Olivier DelacrétazEditorial
La Nation n° 1804 16 février 2007
Si le propre de la science est de découvrir les lois générales des êtres, l’histoire peut être considérée comme une science. En effet l’historien découvre toujours, derrière les faits particuliers, certaines règles générales propres au lieu et à l’époque qu’il analyse.

Bien entendu l’histoire n’est pas une science exacte au sens de la physique. L’historien ne peut, comme le physicien, soustraire l’objet de son étude aux mille facteurs non pertinents qui perturbent sa recherche. Il ne procède pas par expériences cent fois répétées: l’histoire est empirique, non expérimentale. L’historien ne peut que se pencher sur des faits qui lui sont imposés dans toute leur complexité, les comparer avec d’autres faits semblables, mais jamais, ou exceptionnellement, identiques.

L’historien remplace les expériences en milieu fermé par un examen aussi exhaustif que possible des documents à disposition. C’est ce qu’a fait notre ami et collaborateur le professeur Jean-François Poudret qui, déjà fort de nombreuses recherches antérieures dans le domaine de l’histoire du droit médiéval, a examiné plus de trente mille documents pour rédiger les trois mille sept cents pages de «Coutumes et coutumiers» dont la publication vient de s’achever. Les deux premiers volumes, «Les sources et les artisans du droit» et «La condition des personnes », ont été présentés dans La Nation du 4 juin 1999 par M. Denis Ramelet. M. Antoine Rochat a parlé des deux suivants, «Le mariage et la famille» et «Les successions et les testaments» dans La Nation du 31 mai 2002. Les deux derniers, «Les biens» et «Les obligations», sont sortis de presse à la fin de l’année passée. Les Editions Staempfli, à Berne, ont droit à toute notre reconnaissance pour avoir aussi parfaitement édité ces six volumes, qui ont droit à une place d’honneur dans la bibliothèque des lecteurs de La Nation.

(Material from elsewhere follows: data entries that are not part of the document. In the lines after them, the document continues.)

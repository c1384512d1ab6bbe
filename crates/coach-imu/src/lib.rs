pub mod calibration;
pub mod fusion;
pub mod protocol;
pub mod simulate;
pub mod smoothing;
pub mod types;

pub use calibration::CalibrationFilter;
pub use smoothing::MotionSmoother;
pub use types::{OrientationSample, RawImuSample};

use anyhow::Result;
use fusion::SensorFusion;
use protocol::{FrameParser, StreamFrame};
use simulate::SimulatedMotion;
use std::time::{Duration, Instant};
use tokio::io::AsyncReadExt;
use tokio::net::TcpStream;
use tokio::sync::{mpsc, watch};

/// Commands sent to the IMU processing task.
enum ImuCommand {
    RecalibrateBias(u32),
}

/// Client for a phone streaming IMU data over TCP.
///
/// Connects to the companion app on the phone, parses the binary sensor
/// stream, runs Madgwick fusion when the phone sends raw frames, and
/// publishes the latest orientation sample. The host drains at most one
/// sample per tick; if the source goes quiet the tick is a no-op and the
/// downstream state machine freezes in place.
pub struct ImuClient {
    sample_rx: watch::Receiver<OrientationSample>,
    command_tx: mpsc::UnboundedSender<ImuCommand>,
    _task: tokio::task::JoinHandle<()>,
}

impl ImuClient {
    /// Connect to the phone's sensor stream and start processing.
    pub async fn connect(
        addr: &str,
        fusion_beta: f32,
        bias_samples: u32,
        sample_rate_hz: f32,
    ) -> Result<Self> {
        tracing::info!(%addr, "Connecting to phone IMU stream");
        let stream = TcpStream::connect(addr).await?;
        tracing::info!("Connected to phone IMU stream");

        let (sample_tx, sample_rx) = watch::channel(OrientationSample::default());
        let (command_tx, command_rx) = mpsc::unbounded_channel();

        let task = tokio::spawn(imu_read_loop(
            stream,
            sample_tx,
            command_rx,
            fusion_beta,
            bias_samples,
            sample_rate_hz,
        ));

        Ok(Self {
            sample_rx,
            command_tx,
            _task: task,
        })
    }

    /// Run against the scripted motion generator instead of a phone.
    pub fn simulated(sample_rate_hz: f32) -> Self {
        let (sample_tx, sample_rx) = watch::channel(OrientationSample::default());
        let (command_tx, _) = mpsc::unbounded_channel();

        let task = tokio::spawn(async move {
            let period = Duration::from_secs_f32(1.0 / sample_rate_hz.max(1.0));
            let mut interval = tokio::time::interval(period);
            let mut sim = SimulatedMotion::new();
            let start = Instant::now();
            let mut seq = 0_u64;

            loop {
                interval.tick().await;
                let (attitude, accel) = sim.step(period);
                seq += 1;
                let sample = OrientationSample {
                    attitude,
                    accel,
                    seq,
                    elapsed: start.elapsed(),
                };
                if sample_tx.send(sample).is_err() {
                    break;
                }
            }
        });

        Self {
            sample_rx,
            command_tx,
            _task: task,
        }
    }

    /// Latest published sample (non-blocking), whether or not it is new.
    pub fn latest(&self) -> OrientationSample {
        *self.sample_rx.borrow()
    }

    /// The newest sample if one arrived since the last call, else `None`.
    pub fn try_latest(&mut self) -> Option<OrientationSample> {
        match self.sample_rx.has_changed() {
            Ok(true) => Some(*self.sample_rx.borrow_and_update()),
            Ok(false) => None,
            // Sender dropped: the source is gone, freeze downstream.
            Err(_) => None,
        }
    }

    /// Restart gyro bias calibration (raw-frame streams only).
    pub fn recalibrate_bias(&self, samples: u32) {
        let _ = self.command_tx.send(ImuCommand::RecalibrateBias(samples));
    }
}

/// Background task: read TCP bytes, parse frames, fuse if needed, publish.
async fn imu_read_loop(
    mut stream: TcpStream,
    sample_tx: watch::Sender<OrientationSample>,
    mut command_rx: mpsc::UnboundedReceiver<ImuCommand>,
    fusion_beta: f32,
    bias_samples: u32,
    sample_rate_hz: f32,
) {
    let mut parser = FrameParser::new();
    let mut fusion = SensorFusion::new(fusion_beta, bias_samples, sample_rate_hz);
    let mut buf = [0u8; 4096];
    let start = Instant::now();
    let mut seq = 0_u64;

    loop {
        tokio::select! {
            result = stream.read(&mut buf) => {
                match result {
                    Ok(0) => {
                        tracing::warn!("IMU TCP connection closed");
                        break;
                    }
                    Ok(n) => {
                        parser.push_data(&buf[..n]);

                        // Drain all frames available so far.
                        while let Some(frame) = parser.next_frame() {
                            let attitude_accel = match frame {
                                Ok(StreamFrame::Attitude { attitude, accel }) => {
                                    Some((attitude, accel))
                                }
                                Ok(StreamFrame::Raw(raw)) => {
                                    fusion.update(&raw).map(|attitude| (attitude, raw.accel))
                                }
                                Err(e) => {
                                    tracing::debug!(?e, "Skipping malformed frame");
                                    None
                                }
                            };

                            let Some((attitude, accel)) = attitude_accel else {
                                continue;
                            };
                            if !attitude.is_finite() || !accel.is_finite() {
                                tracing::trace!("Dropping non-finite sample");
                                continue;
                            }

                            seq += 1;
                            let sample = OrientationSample {
                                attitude: attitude.normalize(),
                                accel,
                                seq,
                                elapsed: start.elapsed(),
                            };
                            let _ = sample_tx.send(sample);

                            if seq % 1000 == 0 {
                                tracing::debug!(seq, "IMU samples processed");
                            }
                        }
                    }
                    Err(e) => {
                        tracing::error!(?e, "IMU TCP read error");
                        break;
                    }
                }
            }
            Some(cmd) = command_rx.recv() => {
                match cmd {
                    ImuCommand::RecalibrateBias(n) => fusion.restart_bias_calibration(n),
                }
            }
        }
    }
}
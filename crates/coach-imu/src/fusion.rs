use crate::types::RawImuSample;
use ahrs::{Ahrs, Madgwick};
use glam::{Quat, Vec3};
use nalgebra::Vector3;

/// Madgwick sensor fusion for phones that stream raw gyro + accel.
///
/// Collects a stationary window first to estimate gyro bias, then feeds
/// bias-corrected readings to the AHRS filter. Phones that stream fused
/// attitude frames bypass this entirely.
///
/// Note: the zero-pose reference does NOT live here — that is the
/// `CalibrationFilter`'s job, owned by the host.
pub struct SensorFusion {
    filter: Madgwick<f64>,
    gyro_bias: Vec3,
    bias: BiasState,
}

enum BiasState {
    Collecting { sum: Vec3, count: u32, target: u32 },
    Ready,
}

impl SensorFusion {
    /// `beta` is the Madgwick convergence gain; `bias_samples` the number of
    /// stationary samples averaged for gyro bias.
    pub fn new(beta: f32, bias_samples: u32, sample_rate_hz: f32) -> Self {
        let sample_dt = 1.0 / sample_rate_hz.max(1.0) as f64;
        Self {
            filter: Madgwick::new(sample_dt, beta as f64),
            gyro_bias: Vec3::ZERO,
            bias: BiasState::Collecting {
                sum: Vec3::ZERO,
                count: 0,
                target: bias_samples.max(1),
            },
        }
    }

    /// Process a raw sample. Returns the fused attitude once bias
    /// calibration has finished, `None` while still collecting or when the
    /// filter rejects the sample (e.g. free-fall, zero accel).
    pub fn update(&mut self, sample: &RawImuSample) -> Option<Quat> {
        match &mut self.bias {
            BiasState::Collecting { sum, count, target } => {
                *sum += sample.gyro;
                *count += 1;
                if *count >= *target {
                    self.gyro_bias = *sum / *count as f32;
                    self.bias = BiasState::Ready;
                    tracing::info!(
                        bias_x = self.gyro_bias.x,
                        bias_y = self.gyro_bias.y,
                        bias_z = self.gyro_bias.z,
                        "Gyro bias calibration complete"
                    );
                }
                None
            }
            BiasState::Ready => {
                let gyro = sample.gyro - self.gyro_bias;
                let gyro = Vector3::new(gyro.x as f64, gyro.y as f64, gyro.z as f64);
                let accel = Vector3::new(
                    sample.accel.x as f64,
                    sample.accel.y as f64,
                    sample.accel.z as f64,
                );

                if self.filter.update_imu(&gyro, &accel).is_err() {
                    return None;
                }

                let q = self.filter.quat;
                Some(Quat::from_xyzw(
                    q.coords[0] as f32,
                    q.coords[1] as f32,
                    q.coords[2] as f32,
                    q.coords[3] as f32,
                ))
            }
        }
    }

    /// Restart gyro bias collection (user must hold the phone still).
    pub fn restart_bias_calibration(&mut self, bias_samples: u32) {
        self.bias = BiasState::Collecting {
            sum: Vec3::ZERO,
            count: 0,
            target: bias_samples.max(1),
        };
        self.gyro_bias = Vec3::ZERO;
        tracing::info!(samples = bias_samples, "Gyro bias recalibration started");
    }

    /// Whether bias calibration has completed.
    pub fn is_ready(&self) -> bool {
        matches!(self.bias, BiasState::Ready)
    }
}
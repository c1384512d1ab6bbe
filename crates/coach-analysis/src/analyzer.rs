use crate::events::{AnalysisEvent, BadFormEvent, BadFormReason, RepEvent, RepQuality};
use std::fmt;
use std::time::Duration;

/// Hysteresis gap between entering and leaving the bottom of a squat, in
/// degrees. A fixed anti-jitter margin, deliberately not configurable.
pub const BOTTOM_EXIT_MARGIN: f32 = 10.0;

/// Thresholds for the squat rep state machine (degrees, strict comparisons).
#[derive(Debug, Clone, Copy)]
pub struct AnalyzerConfig {
    /// Leaving Standing once the bend angle exceeds this.
    pub enter_threshold: f32,
    /// Reaching the bottom of the squat.
    pub bottom_threshold: f32,
    /// Counting as upright again.
    pub standing_threshold: f32,
    /// Descents faster than this draw a "too fast" warning.
    pub min_descent_time: Duration,
}

impl Default for AnalyzerConfig {
    fn default() -> Self {
        Self {
            enter_threshold: 30.0,
            bottom_threshold: 75.0,
            standing_threshold: 20.0,
            min_descent_time: Duration::from_secs(1),
        }
    }
}

/// Phase of the current squat cycle.
///
/// Transitions are monotone per cycle (Standing → Descending → AtBottom →
/// Ascending → Standing), except the early-abort edge from Descending
/// straight back to Standing when the user bails out of a rep.
#[derive(Debug, Clone, Copy, PartialEq, Eq)]
pub enum ExerciseState {
    Standing,
    Descending,
    AtBottom,
    Ascending,
}

impl fmt::Display for ExerciseState {
    fn fmt(&self, f: &mut fmt::Formatter<'_>) -> fmt::Result {
        let label = match self {
            ExerciseState::Standing => "Standing",
            ExerciseState::Descending => "Descending",
            ExerciseState::AtBottom => "AtBottom",
            ExerciseState::Ascending => "Ascending",
        };
        write!(f, "{label}")
    }
}

/// Squat repetition counter driven by the scalar bend-angle stream.
///
/// Call `process` once per tick with the current angle and wall-clock time.
/// Events come back as return values; nothing is delivered through
/// callbacks, the host decides where they go.
pub struct RepAnalyzer {
    config: AnalyzerConfig,
    state: ExerciseState,
    /// When the current state was entered.
    state_entered: Duration,
    rep_count: u32,
    current_angle: f32,
    /// Duration of the most recent completed descent.
    last_descent: Duration,
    /// Whether that descent tripped the speed warning.
    descent_too_fast: bool,
    last_message: Option<String>,
}

impl RepAnalyzer {
    pub fn new(config: AnalyzerConfig) -> Self {
        Self {
            config,
            state: ExerciseState::Standing,
            state_entered: Duration::ZERO,
            rep_count: 0,
            current_angle: 0.0,
            last_descent: Duration::ZERO,
            descent_too_fast: false,
            last_message: None,
        }
    }

    /// Consume one bend-angle sample.
    ///
    /// Non-finite angles freeze the machine: state, stored angle, and the
    /// phase timer all keep their previous values and no events are emitted.
    pub fn process(&mut self, angle: f32, now: Duration) -> Vec<AnalysisEvent> {
        if !angle.is_finite() {
            tracing::trace!(state = %self.state, "Holding state on non-finite angle");
            return Vec::new();
        }

        self.current_angle = angle;
        let mut events = Vec::new();

        match self.state {
            ExerciseState::Standing => {
                if angle > self.config.enter_threshold {
                    self.change_state(ExerciseState::Descending, now);
                }
            }

            ExerciseState::Descending => {
                if angle > self.config.bottom_threshold {
                    let descent = now.saturating_sub(self.state_entered);
                    self.last_descent = descent;
                    self.descent_too_fast = descent < self.config.min_descent_time;

                    if self.descent_too_fast {
                        self.last_message =
                            Some(format!("TOO FAST! ({:.1}s)", descent.as_secs_f32()));
                        tracing::warn!(descent_s = descent.as_secs_f32(), "Descent too fast");
                        events.push(AnalysisEvent::BadForm(BadFormEvent {
                            reason: BadFormReason::TooFast,
                            descent,
                        }));
                    } else {
                        self.last_message = None;
                    }

                    self.change_state(ExerciseState::AtBottom, now);
                } else if angle < self.config.standing_threshold {
                    // Bailed out without reaching the bottom.
                    self.change_state(ExerciseState::Standing, now);
                }
            }

            ExerciseState::AtBottom => {
                if angle < self.config.bottom_threshold - BOTTOM_EXIT_MARGIN {
                    self.change_state(ExerciseState::Ascending, now);
                }
            }

            ExerciseState::Ascending => {
                if angle < self.config.standing_threshold {
                    self.rep_count += 1;
                    let quality = if self.descent_too_fast {
                        RepQuality::TooFast
                    } else {
                        RepQuality::Good
                    };
                    self.last_message = Some("Good Rep!".to_string());
                    tracing::info!(reps = self.rep_count, "Rep completed");
                    events.push(AnalysisEvent::Rep(RepEvent {
                        count: self.rep_count,
                        quality,
                        descent: self.last_descent,
                    }));
                    self.change_state(ExerciseState::Standing, now);
                }
            }
        }

        events
    }

    fn change_state(&mut self, next: ExerciseState, now: Duration) {
        tracing::debug!(from = %self.state, to = %next, "State transition");
        self.state = next;
        // Phase timer restarts on every transition.
        self.state_entered = now;
    }

    pub fn state(&self) -> ExerciseState {
        self.state
    }

    pub fn rep_count(&self) -> u32 {
        self.rep_count
    }

    /// Last accepted bend angle, degrees.
    pub fn current_angle(&self) -> f32 {
        self.current_angle
    }

    /// Last coaching message ("Good Rep!" or a warning), if any.
    pub fn last_message(&self) -> Option<&str> {
        self.last_message.as_deref()
    }

    /// Start a fresh session: counter and state reset, config kept.
    pub fn reset(&mut self) {
        *self = Self::new(self.config);
    }
}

Cette somme d’histoire comparative est consacrée au droit privé des six cantons romands du XIIIe au XVIe siècle. L’auteur explique son choix de la Romandie, alors qu’il aurait pu se limiter au seul droit vaudois, par l’existence d’une parenté incontestable entre ces droits. Cette parenté est due pour une part à l’influence vaudoise, mais aussi au fait que les coutumiers, ceux qui disent la coutume, ont partout le même esprit «simple, hostile au formalisme, réfractaire aux subtilités, réticent face aux innovations, donc favorable à une grande stabilité».

Les notes constituent plus de la moitié des textes: «L’historien honnête écrit d’abord les notes» déclarait l’auteur lors de l’un de nos Entretiens du mercredi.

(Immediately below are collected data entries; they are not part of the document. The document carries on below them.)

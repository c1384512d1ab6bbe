use glam::{Quat, Vec3};

/// Scalar bend angle of a calibrated attitude, in degrees within [0, 180].
///
/// Rotates the body-fixed up axis by `attitude` and measures the angle to
/// world up. Standing straight gives ~0; folded in half gives ~180. Pure
/// function; the sole input to the rep state machine.
///
/// Non-finite attitudes yield NaN — the analyzer treats that as a skipped
/// tick rather than letting it into stored state.
pub fn bend_angle(attitude: Quat) -> f32 {
    if !attitude.is_finite() {
        return f32::NAN;
    }
    let up = attitude * Vec3::Y;
    up.dot(Vec3::Y).clamp(-1.0, 1.0).acos().to_degrees()
}

#[cfg(test)]
mod tests {
    use super::*;

    #[test]
    fn identity_is_zero_degrees() {
        assert!(bend_angle(Quat::IDENTITY).abs() < 1e-4);
    }

    #[test]
    fn quarter_turn_is_ninety() {
        let q = Quat::from_rotation_x(90.0_f32.to_radians());
        assert!((bend_angle(q) - 90.0).abs() < 1e-3);
    }

    #[test]
    fn half_turn_is_one_eighty() {
        let q = Quat::from_rotation_z(180.0_f32.to_radians());
        assert!((bend_angle(q) - 180.0).abs() < 1e-2);
    }

    #[test]
    fn axis_does_not_matter_only_tilt_from_vertical() {
        let forward = Quat::from_rotation_x(45.0_f32.to_radians());
        let sideways = Quat::from_rotation_z(45.0_f32.to_radians());
        assert!((bend_angle(forward) - bend_angle(sideways)).abs() < 1e-3);
    }

    #[test]
    fn yaw_about_vertical_is_still_zero() {
        // Turning in place doesn't tilt the up axis.
        let q = Quat::from_rotation_y(120.0_f32.to_radians());
        assert!(bend_angle(q).abs() < 1e-3);
    }

    #[test]
    fn non_finite_attitude_is_nan() {
        let q = Quat::from_xyzw(f32::NAN, 0.0, 0.0, 1.0);
        assert!(bend_angle(q).is_nan());
    }
}
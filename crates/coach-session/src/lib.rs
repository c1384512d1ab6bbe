//! Player profile and workout history persistence.
//!
//! One TOML file per profile under the platform data dir. The core pipeline
//! knows nothing about this; the host records a `SessionRecord` when a
//! workout ends.

use anyhow::Result;
use serde::{Deserialize, Serialize};
use std::path::{Path, PathBuf};
use std::time::{SystemTime, UNIX_EPOCH};
use tracing::info;

/// Reps per level; finishing enough total reps promotes the profile.
const REPS_PER_LEVEL: u32 = 100;

/// Outcome of one workout session.
#[derive(Debug, Clone, Serialize, Deserialize)]
pub struct SessionRecord {
    /// Unix seconds at session start.
    pub started_unix: u64,
    pub duration_secs: f32,
    /// Exercise identifier, e.g. "squat".
    pub exercise: String,
    pub reps: u32,
    /// Form warnings emitted during the session.
    pub warnings: u32,
}

impl SessionRecord {
    pub fn started_now(exercise: &str) -> Self {
        let started_unix = SystemTime::now()
            .duration_since(UNIX_EPOCH)
            .map(|d| d.as_secs())
            .unwrap_or(0);
        Self {
            started_unix,
            duration_secs: 0.0,
            exercise: exercise.to_string(),
            reps: 0,
            warnings: 0,
        }
    }
}

/// A player and their workout history.
#[derive(Debug, Clone, Serialize, Deserialize)]
pub struct Profile {
    pub name: String,
    pub level: u32,
    pub history: Vec<SessionRecord>,
}

impl Profile {
    pub fn new(name: &str) -> Self {
        Self {
            name: name.to_string(),
            level: 1,
            history: Vec::new(),
        }
    }

    /// Append a finished session and recompute the level.
    pub fn record_session(&mut self, record: SessionRecord) {
        info!(
            profile = %self.name,
            reps = record.reps,
            warnings = record.warnings,
            "Session recorded"
        );
        self.history.push(record);
        self.level = 1 + self.total_reps() / REPS_PER_LEVEL;
    }

    pub fn total_reps(&self) -> u32 {
        self.history.iter().map(|s| s.reps).sum()
    }
}

/// Loads and saves a profile at a fixed path.
pub struct ProfileStore {
    path: PathBuf,
}

impl ProfileStore {
    /// Store under the platform data dir, e.g.
    /// `~/.local/share/sportcoach/<name>.toml`.
    pub fn for_profile(name: &str) -> Result<Self> {
        let dir = dirs::data_dir()
            .ok_or_else(|| anyhow::anyhow!("Could not determine data directory"))?
            .join("sportcoach");
        std::fs::create_dir_all(&dir)?;
        Ok(Self {
            path: dir.join(format!("{name}.toml")),
        })
    }

    /// Store at an explicit path (used by tests).
    pub fn at(path: &Path) -> Self {
        Self {
            path: path.to_path_buf(),
        }
    }

    /// Load the profile, or create a fresh one if none exists yet.
    pub fn load_or_create(&self, name: &str) -> Result<Profile> {
        if self.path.exists() {
            let contents = std::fs::read_to_string(&self.path)?;
            let profile: Profile = toml::from_str(&contents)?;
            info!(path = ?self.path, sessions = profile.history.len(), "Loaded profile");
            Ok(profile)
        } else {
            info!(%name, "No profile found, creating");
            Ok(Profile::new(name))
        }
    }

    pub fn save(&self, profile: &Profile) -> Result<()> {
        let contents = toml::to_string_pretty(profile)?;
        std::fs::write(&self.path, contents)?;
        info!(path = ?self.path, "Saved profile");
        Ok(())
    }
}
use std::fmt;
use std::time::Duration;

/// Quality annotation attached to a completed rep.
#[derive(Debug, Clone, Copy, PartialEq, Eq)]
pub enum RepQuality {
    Good,
    /// The descent was faster than the coaching minimum.
    TooFast,
}

/// Emitted once per Ascending→Standing transition.
#[derive(Debug, Clone, Copy)]
pub struct RepEvent {
    /// Total reps this session, including this one.
    pub count: u32,
    pub quality: RepQuality,
    /// How long the descent phase took.
    pub descent: Duration,
}

/// Reasons a rep attracts a coaching warning.
#[derive(Debug, Clone, Copy, PartialEq, Eq)]
pub enum BadFormReason {
    TooFast,
}

impl fmt::Display for BadFormReason {
    fn fmt(&self, f: &mut fmt::Formatter<'_>) -> fmt::Result {
        match self {
            BadFormReason::TooFast => write!(f, "Too Fast"),
        }
    }
}

/// Emitted at most once per transition that violates form.
#[derive(Debug, Clone, Copy)]
pub struct BadFormEvent {
    pub reason: BadFormReason,
    /// Measured descent duration that tripped the warning.
    pub descent: Duration,
}

/// Discrete output of the rep state machine, consumed by feedback listeners.
/// Not retained by the analyzer.
#[derive(Debug, Clone, Copy)]
pub enum AnalysisEvent {
    Rep(RepEvent),
    BadForm(BadFormEvent),
}
use std::time::Duration;

/// One segment of a pulse pattern. Zero intensity is a rest.
#[derive(Debug, Clone, Copy)]
pub struct PulseStep {
    /// Normalized strength, 0.0–1.0.
    pub intensity: f32,
    pub duration: Duration,
}

/// A named sequence of pulses, the engine-free replacement for the original
/// coroutine-driven haptic patterns.
#[derive(Debug, Clone)]
pub struct PulsePattern {
    pub name: &'static str,
    pub steps: Vec<PulseStep>,
}

const fn step(intensity: f32, ms: u64) -> PulseStep {
    PulseStep {
        intensity,
        duration: Duration::from_millis(ms),
    }
}

impl PulsePattern {
    /// Double tap: rep counted.
    pub fn rep_complete() -> Self {
        Self {
            name: "rep_complete",
            steps: vec![step(0.6, 100), step(0.0, 100), step(0.6, 100)],
        }
    }

    /// Two long buzzes: form warning.
    pub fn bad_form() -> Self {
        Self {
            name: "bad_form",
            steps: vec![step(1.0, 250), step(0.0, 100), step(1.0, 250)],
        }
    }

    /// Rising triple: milestone reached.
    pub fn achievement() -> Self {
        Self {
            name: "achievement",
            steps: vec![
                step(0.5, 100),
                step(0.0, 100),
                step(0.7, 100),
                step(0.0, 100),
                step(1.0, 300),
            ],
        }
    }

    fn total_duration(&self) -> Duration {
        self.steps.iter().map(|s| s.duration).sum()
    }
}

/// Receives pulse commands as pattern steps begin. A platform haptics
/// adapter would forward these to the vibration motor; the console sink
/// just logs them.
pub trait PulseSink {
    fn pulse(&mut self, intensity: f32);
}

/// Logs pulses instead of vibrating anything.
pub struct LogPulseSink;

impl PulseSink for LogPulseSink {
    fn pulse(&mut self, intensity: f32) {
        tracing::debug!(intensity, "Pulse");
    }
}

struct ActivePattern {
    pattern: PulsePattern,
    started: Duration,
    /// Index of the next step whose start has not yet been emitted.
    next_step: usize,
}

/// Advances pulse patterns once per tick — no coroutines, no timers owned
/// by an engine. `play` arms a pattern; `tick` emits the pulse for every
/// step whose start time has passed and retires finished patterns.
/// Patterns may overlap.
pub struct PatternScheduler {
    active: Vec<ActivePattern>,
}

impl PatternScheduler {
    pub fn new() -> Self {
        Self { active: Vec::new() }
    }

    pub fn play(&mut self, pattern: PulsePattern, now: Duration) {
        tracing::debug!(pattern = pattern.name, "Pattern armed");
        self.active.push(ActivePattern {
            pattern,
            started: now,
            next_step: 0,
        });
    }

    /// Emit due pulses and drop completed patterns.
    pub fn tick(&mut self, now: Duration, sink: &mut dyn PulseSink) {
        for active in &mut self.active {
            let elapsed = now.saturating_sub(active.started);

            // Fire every step whose start time has passed. A slow tick can
            // catch up on several steps at once; rests fire nothing.
            let mut step_start = active.pattern.steps[..active.next_step]
                .iter()
                .map(|s| s.duration)
                .sum::<Duration>();
            while active.next_step < active.pattern.steps.len() && step_start <= elapsed {
                let step = &active.pattern.steps[active.next_step];
                if step.intensity > 0.0 {
                    sink.pulse(step.intensity);
                }
                step_start += step.duration;
                active.next_step += 1;
            }
        }

        self.active.retain(|a| {
            let elapsed = now.saturating_sub(a.started);
            elapsed < a.pattern.total_duration()
        });
    }

    pub fn is_idle(&self) -> bool {
        self.active.is_empty()
    }
}

impl Default for PatternScheduler {
    fn default() -> Self {
        Self::new()
    }
}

S’il s’est lancé dans cette grande aventure, c’est que s’étant retiré du barreau en 1990, l’auteur se trouvait à l’époque «sous-occupé». Cette affirmation fera sourire ses nombreux collaborateurs ou doctorants, comme avait fait rire le fameux «je n’ai pas la mémoire des dates», propos aussi désabusé que contraire à l’évidence tenu par M. Poudret lors d’un fort ancien camp de Valeyres.

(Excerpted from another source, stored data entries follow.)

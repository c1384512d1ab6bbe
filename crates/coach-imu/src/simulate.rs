use glam::{Quat, Vec3};
use std::time::Duration;

/// Scripted motion generator used when no phone is streaming.
///
/// Reproduces the conditions of a real session: the phone sits in a crooked
/// pocket (a constant 15-degree mount tilt, so calibration actually matters)
/// and the wearer performs endless squat cycles — stand, descend, hold at
/// the bottom, ascend. The generated attitude chases the scripted target
/// with the same slerp chase the real device stream exhibits, so the output
/// is believably smooth rather than stepwise.
pub struct SimulatedMotion {
    raw: Quat,
    cycle_clock: f32,
    chase_rate: f32,
}

/// Seconds per phase: stand, descend, hold, ascend.
const STAND_S: f32 = 2.0;
const DESCEND_S: f32 = 1.5;
const HOLD_S: f32 = 1.0;
const ASCEND_S: f32 = 1.5;
const CYCLE_S: f32 = STAND_S + DESCEND_S + HOLD_S + ASCEND_S;

/// Mount tilt from the phone sitting crooked in the pocket.
const POCKET_TILT_DEG: f32 = 15.0;
/// Peak forward lean at the bottom of the squat.
const BOTTOM_DEG: f32 = 90.0;

impl SimulatedMotion {
    pub fn new() -> Self {
        Self {
            raw: Quat::from_rotation_x(POCKET_TILT_DEG.to_radians()),
            cycle_clock: 0.0,
            chase_rate: 5.0,
        }
    }

    /// Advance the script by `dt` and return (attitude, linear acceleration).
    pub fn step(&mut self, dt: Duration) -> (Quat, Vec3) {
        let dt = dt.as_secs_f32();
        self.cycle_clock = (self.cycle_clock + dt) % CYCLE_S;

        let (lean_deg, accel) = self.scripted_pose(self.cycle_clock);
        let target = Quat::from_rotation_x((POCKET_TILT_DEG + lean_deg).to_radians());

        let k = 1.0 - (-self.chase_rate * dt).exp();
        self.raw = self.raw.slerp(target, k);
        (self.raw, accel)
    }

    /// Target lean angle (degrees) and rough body acceleration at a point in
    /// the cycle.
    fn scripted_pose(&self, t: f32) -> (f32, Vec3) {
        if t < STAND_S {
            (0.0, Vec3::ZERO)
        } else if t < STAND_S + DESCEND_S {
            let progress = (t - STAND_S) / DESCEND_S;
            (BOTTOM_DEG * progress, Vec3::new(0.0, -1.2, 0.0))
        } else if t < STAND_S + DESCEND_S + HOLD_S {
            (BOTTOM_DEG, Vec3::ZERO)
        } else {
            let progress = (t - STAND_S - DESCEND_S - HOLD_S) / ASCEND_S;
            (BOTTOM_DEG * (1.0 - progress), Vec3::new(0.0, 1.2, 0.0))
        }
    }
}

impl Default for SimulatedMotion {
    fn default() -> Self {
        Self::new()
    }
}

#[cfg(test)]
mod tests {
    use super::*;

    fn bend_deg(q: Quat) -> f32 {
        let up = q * Vec3::Y;
        up.dot(Vec3::Y).clamp(-1.0, 1.0).acos().to_degrees()
    }

    #[test]
    fn rest_pose_shows_pocket_tilt() {
        let mut sim = SimulatedMotion::new();
        let mut attitude = Quat::IDENTITY;
        // Let the chase settle during the standing phase.
        for _ in 0..60 {
            (attitude, _) = sim.step(Duration::from_millis(16));
        }
        assert!((bend_deg(attitude) - POCKET_TILT_DEG).abs() < 2.0);
    }

    #[test]
    fn cycle_reaches_bottom_and_returns() {
        let mut sim = SimulatedMotion::new();
        let mut max_bend = 0.0_f32;
        let mut attitude = Quat::IDENTITY;

        // One full cycle at 60 Hz.
        let steps = (CYCLE_S / 0.016).ceil() as usize;
        for _ in 0..steps {
            (attitude, _) = sim.step(Duration::from_millis(16));
            max_bend = max_bend.max(bend_deg(attitude));
        }

        // Deep enough to trip the 75-degree bottom threshold even after the
        // mount tilt is calibrated out.
        assert!(max_bend > 90.0, "max bend {max_bend} too shallow");

        // Run the standing phase of the next cycle; we should be upright-ish.
        for _ in 0..100 {
            (attitude, _) = sim.step(Duration::from_millis(16));
        }
        assert!(bend_deg(attitude) < POCKET_TILT_DEG + 5.0);
    }

    #[test]
    fn output_is_always_finite_and_unit() {
        let mut sim = SimulatedMotion::new();
        for _ in 0..1000 {
            let (q, a) = sim.step(Duration::from_millis(7));
            assert!(q.is_finite() && a.is_finite());
            assert!((q.length() - 1.0).abs() < 1e-3);
        }
    }
}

Le dernier volume se termine par une conclusion générale substantielle dans laquelle l’auteur se permet de prudentes considérations générales. Prudentes, elles ne peuvent que l’être, tant chaque généralité appelle immédiatement son lot d’exceptions. Il y décrit les influences qui s’exercent sur le droit coutumier, le rôle du droit canon, celui des juristes, très limité au contraire de celui des notaires, qui initient par leur pratique des solutions nouvelles et parfois «ingénieuses», celui enfin des cours de justice qui tout à la fois assurent la transmission de la coutume et rendent la justice. Il met en lumière l’originalité de beaucoup de règles communes à l’ensemble des pays romands, que les particularismes locaux modifient toutefois suffisamment pour qu’on puisse parler de «droits certes proches pour l’essentiel, mais néanmoins distincts».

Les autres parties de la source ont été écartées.